**Task:** Please repeat exactly the lines below from the one containing "self.in_sandbox = true;" down to the one containing "Create a connector.", both included, and nothing else.

**Given information:**

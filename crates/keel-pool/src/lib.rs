//! # keel-pool
//!
//! Bounded connection-worker pool for the keel database core.
//!
//! The pool owns a fixed set of workers, one physical connection slot
//! each, plus a bounded overflow. Callers check a worker out for the
//! duration of some work and the worker returns to the pool afterwards,
//! connection kept warm. All waiting is cooperative: a checkout suspends
//! only the requesting task, never the pool.
//!
//! Checkout and checkin are strictly paired. The [`PooledWorker`] guard
//! returns its worker on drop, so the pairing holds on early return, panic
//! unwind, and future cancellation alike; there is no code path that leaks
//! a checked-out worker.
//!
//! ## Example
//!
//! ```rust,ignore
//! use keel_pool::{Pool, PoolConfig};
//! use std::time::Duration;
//!
//! let config = PoolConfig::new().size(4).max_overflow(2);
//! let pool = Pool::start(connector, options, config).await?;
//!
//! let (worker, queue_time) = pool.checkout(Duration::from_secs(5)).await?;
//! // Use worker.connection()...
//! // Worker returns to the pool on drop.
//!
//! let status = pool.status();
//! println!("pool utilization: {:.1}%", status.utilization());
//! ```

#![warn(missing_docs)]
#![deny(unsafe_code)]

pub mod config;
pub mod error;
pub mod pool;
pub mod worker;

pub use config::PoolConfig;
pub use error::PoolError;
pub use pool::{Pool, PoolMetrics, PoolStatus, PooledWorker};
pub use worker::{Mode, WorkerState};
//! Coordinator error types.

use keel_pool::{Mode, PoolError};
use thiserror::Error;

/// Errors produced by transaction operations.
#[derive(Debug, Error)]
pub enum TransactionError {
    /// No usable connection in this transaction context. Returned after a
    /// disconnect (or a connectivity failure) anywhere in the nested
    /// stack; recovering means starting a fresh outermost transaction.
    #[error("no usable connection in this transaction")]
    NoConnection,

    /// The context is already in the requested mode. Benign and
    /// informational: nothing changed, and nothing needed to.
    #[error("transaction is already in {0} mode")]
    AlreadyInMode(Mode),

    /// The checkout layer failed: pool stopped, checkout timed out, or the
    /// worker could not connect.
    #[error(transparent)]
    Pool(#[from] PoolError),
}

#[cfg(test)]
mod tests {
    use super::*;

    #[test]
    fn display_names_the_mode() {
        let err = TransactionError::AlreadyInMode(Mode::Sandbox);
        assert_eq!(err.to_string(), "transaction is already in sandbox mode");
    }

    #[test]
    fn pool_errors_pass_through() {
        let err = TransactionError::from(PoolError::Closed);
        assert_eq!(err.to_string(), "pool is not running");
    }
}
//! # keel-testing
//!
//! Test infrastructure for keel development.
//!
//! Provides an in-memory implementation of the connection capability with
//! enough fault injection to exercise the pool and coordinator without a
//! database: sessions can be killed out from under their worker, connect
//! attempts can be scripted to fail, and connect latency can be dialed in
//! for queue-time assertions.
//!
//! The crate also hosts the cross-crate integration suites (under
//! `tests/`); keeping them here avoids circular dev-dependencies between
//! the pool and coordinator crates.

#![warn(missing_docs)]
#![deny(unsafe_code)]

use std::sync::Arc;
use std::sync::atomic::{AtomicBool, AtomicU64, AtomicUsize, Ordering};
use std::time::Duration;

use async_trait::async_trait;
use keel_conn::{ConnError, ConnectOptions, Connection, Connector};
use parking_lot::Mutex;

/// An observer handle onto one test session.
///
/// Cheap to clone; stays valid after the session itself is gone, so tests
/// can assert on sessions the pool has already replaced.
#[derive(Clone)]
pub struct SessionHandle {
    id: u64,
    alive: Arc<AtomicBool>,
}

impl SessionHandle {
    /// The session's id, unique per connector.
    #[must_use]
    pub fn id(&self) -> u64 {
        self.id
    }

    /// Whether the session still reports alive.
    #[must_use]
    pub fn is_alive(&self) -> bool {
        self.alive.load(Ordering::SeqCst)
    }

    /// Kill the session, as if its process died. The owning worker
    /// observes this through the liveness probe.
    pub fn kill(&self) {
        self.alive.store(false, Ordering::SeqCst);
    }
}

impl std::fmt::Debug for SessionHandle {
    fn fmt(&self, f: &mut std::fmt::Formatter<'_>) -> std::fmt::Result {
        f.debug_struct("SessionHandle")
            .field("id", &self.id)
            .field("alive", &self.is_alive())
            .finish()
    }
}

/// An in-memory session produced by [`TestConnector`].
pub struct TestConnection {
    id: u64,
    alive: Arc<AtomicBool>,
    in_sandbox: bool,
}

impl TestConnection {
    /// The session's id.
    #[must_use]
    pub fn id(&self) -> u64 {
        self.id
    }

    /// Whether the session is inside its sandbox wrapping transaction.
    #[must_use]
    pub fn in_sandbox(&self) -> bool {
        self.in_sandbox
    }

    /// An observer handle onto this session.
    #[must_use]
    pub fn handle(&self) -> SessionHandle {
        SessionHandle {
            id: self.id,
            alive: Arc::clone(&self.alive),
        }
    }

    /// Kill the session in place, as if its process died mid-use.
    pub fn kill(&self) {
        self.alive.store(false, Ordering::SeqCst);
    }
}

// Dropping the session object is the abortive close; the observer handle
// sees it die either way.
impl Drop for TestConnection {
    fn drop(&mut self) {
        self.alive.store(false, Ordering::SeqCst);
    }
}

#[async_trait]
impl Connection for TestConnection {
    fn is_alive(&self) -> bool {
        self.alive.load(Ordering::SeqCst)
    }

    async fn close(&mut self) {
        tracing::trace!(session_id = self.id, "test session closed");
        self.alive.store(false, Ordering::SeqCst);
    }

    async fn begin_sandbox(&mut self) -> Result<(), ConnError> {
        if !self.is_alive() {
            return Err(ConnError::Closed);
        }
        self.in_sandbox = true;
        Ok(())
    }

    async fn rollback_sandbox(&mut self) -> Result<(), ConnError> {
        if !self.is_alive() {
            return Err(ConnError::Closed);
        }
        self.in_sandbox = false;
        Ok(())
    }
}

#[derive(Default)]
struct ConnectorInner {
    next_id: AtomicU64,
    opened: AtomicU64,
    fail_connects: AtomicUsize,
    connect_delay: Mutex<Duration>,
    sessions: Mutex<Vec<SessionHandle>>,
}

/// An in-memory connector with fault injection.
///
/// Cheap to clone: all clones share one session log and one fault budget,
/// so a test can keep a handle on the connector it gave the pool.
#[derive(Clone, Default)]
pub struct TestConnector {
    inner: Arc<ConnectorInner>,
}

impl TestConnector {
    /// Create a connector.
    #[must_use]
    pub fn new() -> Self {
        Self::default()
    }

    /// How many sessions have been opened so far.
    #[must_use]
    pub fn opened(&self) -> u64 {
        self.inner.opened.load(Ordering::SeqCst)
    }

    /// Make the next `n` connect attempts fail with
    /// [`ConnError::Refused`].
    pub fn fail_next_connects(&self, n: usize) {
        self.inner.fail_connects.store(n, Ordering::SeqCst);
    }

    /// Delay every connect attempt by `delay`.
    pub fn set_connect_delay(&self, delay: Duration) {
        *self.inner.connect_delay.lock() = delay;
    }

    /// Observer handles for every session ever opened, in order.
    #[must_use]
    pub fn sessions(&self) -> Vec<SessionHandle> {
        self.inner.sessions.lock().clone()
    }

    /// Observer handle for the most recently opened session.
    #[must_use]
    pub fn last_session(&self) -> Option<SessionHandle> {
        self.inner.sessions.lock().last().cloned()
    }
}

#[async_trait]
impl Connector for TestConnector {
    type Conn = TestConnection;

    async fn connect(&self, _options: &ConnectOptions) -> Result<TestConnection, ConnError> {
        let delay = *self.inner.connect_delay.lock();
        if !delay.is_zero() {
            tokio::time::sleep(delay).await;
        }

        let budget = self.inner.fail_connects.load(Ordering::SeqCst);
        if budget > 0 {
            self.inner.fail_connects.store(budget - 1, Ordering::SeqCst);
            return Err(ConnError::Refused("scripted connect failure".to_string()));
        }

        let id = self.inner.next_id.fetch_add(1, Ordering::SeqCst) + 1;
        self.inner.opened.fetch_add(1, Ordering::SeqCst);

        let conn = TestConnection {
            id,
            alive: Arc::new(AtomicBool::new(true)),
            in_sandbox: false,
        };
        self.inner.sessions.lock().push(conn.handle());
        tracing::trace!(session_id = id, "test session opened");
        Ok(conn)
    }
}

/// Install a test-friendly tracing subscriber once per process.
///
/// Respects `RUST_LOG`; output goes through the libtest capture so it only
/// shows for failing tests.
pub fn init_tracing() {
    static INIT: once_cell::sync::OnceCell<()> = once_cell::sync::OnceCell::new();
    INIT.get_or_init(|| {
        let _ = tracing_subscriber::fmt()
            .with_env_filter(tracing_subscriber::EnvFilter::from_default_env())
            .with_test_writer()
            .try_init();
    });
}

#[cfg(test)]
mod tests {
    use super::*;

    #[tokio::test]
    async fn sessions_get_sequential_ids() {
        let connector = TestConnector::new();
        let opts = ConnectOptions::default();

        let first = connector.connect(&opts).await.unwrap();
        let second = connector.connect(&opts).await.unwrap();

        assert_eq!(first.id(), 1);
        assert_eq!(second.id(), 2);
        assert_eq!(connector.opened(), 2);
    }

    #[tokio::test]
    async fn kill_switch_is_visible_through_the_handle() {
        let connector = TestConnector::new();
        let conn = connector.connect(&ConnectOptions::default()).await.unwrap();
        let handle = conn.handle();

        assert!(conn.is_alive());
        handle.kill();
        assert!(!conn.is_alive());
        assert!(!handle.is_alive());
    }

    #[tokio::test]
    async fn scripted_connect_failures_are_consumed() {
        let connector = TestConnector::new();
        connector.fail_next_connects(1);
        let opts = ConnectOptions::default();

        assert!(connector.connect(&opts).await.is_err());
        assert!(connector.connect(&opts).await.is_ok());
    }

    #[tokio::test]
    async fn sandbox_instructions_require_a_live_session() {
        let connector = TestConnector::new();
        let mut conn = connector.connect(&ConnectOptions::default()).await.unwrap();

        conn.begin_sandbox().await.unwrap();
        assert!(conn.in_sandbox());

        conn.kill();
        assert!(matches!(
            conn.rollback_sandbox().await,
            Err(ConnError::Closed)
        ));
    }
}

**Output:**
        self.in_sandbox = true;
        Ok(())
    }

    async fn rollback_sandbox(&mut self) -> Result<(), ConnError> {
        if !self.is_alive() {
            return Err(ConnError::Closed);
        }
        self.in_sandbox = false;
        Ok(())
    }
}

#[derive(Default)]
struct ConnectorInner {
    next_id: AtomicU64,
    opened: AtomicU64,
    fail_connects: AtomicUsize,
    connect_delay: Mutex<Duration>,
    sessions: Mutex<Vec<SessionHandle>>,
}

/// An in-memory connector with fault injection.
///
/// Cheap to clone: all clones share one session log and one fault budget,
/// so a test can keep a handle on the connector it gave the pool.
#[derive(Clone, Default)]
pub struct TestConnector {
    inner: Arc<ConnectorInner>,
}

impl TestConnector {
    /// Create a connector.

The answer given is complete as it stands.